= Beginning of Section =

//! Error types for gossamer.
//!
//! GPU acquisition and sprite loading are the only fallible operations in the
//! crate; everything downstream of a successful initialization is total.

use std::fmt;

/// Errors that can occur during GPU initialization.
#[derive(Debug)]
pub enum GpuError {
    /// Failed to create a surface for rendering.
    SurfaceCreation(wgpu::CreateSurfaceError),
    /// No compatible GPU adapter found.
    NoAdapter,
    /// Failed to create GPU device.
    DeviceCreation(wgpu::RequestDeviceError),
}

impl fmt::Display for GpuError {
    fn fmt(&self, f: &mut fmt::Formatter<'_>) -> fmt::Result {
        match self {
            GpuError::SurfaceCreation(e) => write!(f, "Failed to create GPU surface: {}", e),
            GpuError::NoAdapter => write!(f, "No compatible GPU adapter found. Ensure your system has a GPU with WebGPU/Vulkan/Metal/DX12 support."),
            GpuError::DeviceCreation(e) => write!(f, "Failed to create GPU device: {}", e),
        }
    }
}

impl std::error::Error for GpuError {
    fn source(&self) -> Option<&(dyn std::error::Error + 'static)> {
        match self {
            GpuError::SurfaceCreation(e) => Some(e),
            GpuError::DeviceCreation(e) => Some(e),
            GpuError::NoAdapter => None,
        }
    }
}

impl From<wgpu::CreateSurfaceError> for GpuError {
    fn from(e: wgpu::CreateSurfaceError) -> Self {
        GpuError::SurfaceCreation(e)
    }
}

impl From<wgpu::RequestDeviceError> for GpuError {
    fn from(e: wgpu::RequestDeviceError) -> Self {
        GpuError::DeviceCreation(e)
    }
}

/// Errors that can occur when loading a particle sprite from disk.
#[derive(Debug)]
pub enum SpriteError {
    /// Failed to decode image data.
    ImageLoad(image::ImageError),
    /// Failed to read file from disk.
    Io(std::io::Error),
}

impl fmt::Display for SpriteError {
    fn fmt(&self, f: &mut fmt::Formatter<'_>) -> fmt::Result {
        match self {
            SpriteError::ImageLoad(e) => write!(f, "Failed to decode sprite image: {}", e),
            SpriteError::Io(e) => write!(f, "Failed to read sprite file: {}", e),
        }
    }
}

impl std::error::Error for SpriteError {
    fn source(&self) -> Option<&(dyn std::error::Error + 'static)> {
        match self {
            SpriteError::ImageLoad(e) => Some(e),
            SpriteError::Io(e) => Some(e),
        }
    }
}

impl From<image::ImageError> for SpriteError {
    fn from(e: image::ImageError) -> Self {
        SpriteError::ImageLoad(e)
    }
}

impl From<std::io::Error> for SpriteError {
    fn from(e: std::io::Error) -> Self {
        SpriteError::Io(e)
    }
}

/// Errors that can occur when running a backdrop.
///
/// GPU failures are deliberately absent: the backdrop fails closed on them,
/// logging the cause and leaving a static background up instead of
/// propagating or panicking.
#[derive(Debug)]
pub enum RunError {
    /// Failed to create or drive the event loop.
    EventLoop(winit::error::EventLoopError),
}

impl fmt::Display for RunError {
    fn fmt(&self, f: &mut fmt::Formatter<'_>) -> fmt::Result {
        match self {
            RunError::EventLoop(e) => write!(f, "Failed to run event loop: {}", e),
        }
    }
}

impl std::error::Error for RunError {
    fn source(&self) -> Option<&(dyn std::error::Error + 'static)> {
        match self {
            RunError::EventLoop(e) => Some(e),
        }
    }
}

impl From<winit::error::EventLoopError> for RunError {
    fn from(e: winit::error::EventLoopError) -> Self {
        RunError::EventLoop(e)
    }
}
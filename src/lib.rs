//! # Gossamer
//!
//! Ambient particle-web backdrops: a procedurally placed 3D point cloud,
//! linked by proximity lines that strengthen as particles drift together,
//! rendered with wgpu inside a winit frame loop.
//!
//! ## Quick Start
//!
//! ```ignore
//! use gossamer::Backdrop;
//!
//! fn main() -> Result<(), gossamer::error::RunError> {
//!     Backdrop::new()
//!         .with_particle_count(1500)
//!         .with_connection_distance(1.5)
//!         .run()
//! }
//! ```
//!
//! ## How it works
//!
//! - **Placement** ([`spawn`]): each particle index picks one of three
//!   patterns: layer bands, radial streams, or a spherical shell uniform
//!   over solid angle, giving the cloud its circuit-diagram-over-nebula
//!   look. A fixed seed reproduces the exact cloud.
//! - **Connections** ([`ConnectionSet`]): every frame, every unordered pair
//!   is tested against the connection distance; strength falls off linearly
//!   from 1 at zero distance to 0 at the threshold. The pass is O(N²) by
//!   design; cap the particle count rather than reach for a spatial index.
//! - **Update** ([`PointCloud`]): a constant slow rotation plus a pointer
//!   attraction field perturb positions; shimmer and pulse effects run in
//!   the shaders off a shared clock.
//! - **Rendering** ([`Backdrop`]): plain CPU buffers stream to an instanced
//!   point pipeline and a storage-buffer line pipeline; additive blending
//!   and exponential depth fog supply the glow.
//!
//! If no usable GPU exists the backdrop fails closed: it logs the cause and
//! leaves a static background instead of crashing the host.

mod backdrop;
mod camera;
mod cloud;
mod connections;
pub mod error;
mod gpu;
mod pointer;
pub mod spawn;
pub mod sprite;
pub mod time;

pub use backdrop::Backdrop;
pub use camera::Camera;
pub use cloud::{Particle, ParticleGpu, PointCloud};
pub use connections::{pair_count, strength, ConnectionSet, LineVertex};
pub use glam::{Vec2, Vec3};
pub use pointer::Pointer;

/// Convenient re-exports for common usage.
///
/// ```ignore
/// use gossamer::prelude::*;
/// ```
pub mod prelude {
    pub use crate::backdrop::Backdrop;
    pub use crate::cloud::{Particle, PointCloud};
    pub use crate::connections::{strength, ConnectionSet};
    pub use crate::pointer::Pointer;
    pub use crate::time::FrameClock;
    pub use crate::{Vec2, Vec3};
}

= End of Section =

▶ **Directions**
For the word "write", say how many lines of the listing include it; give nothing but the number.

▶ **Answer to the exercise**
6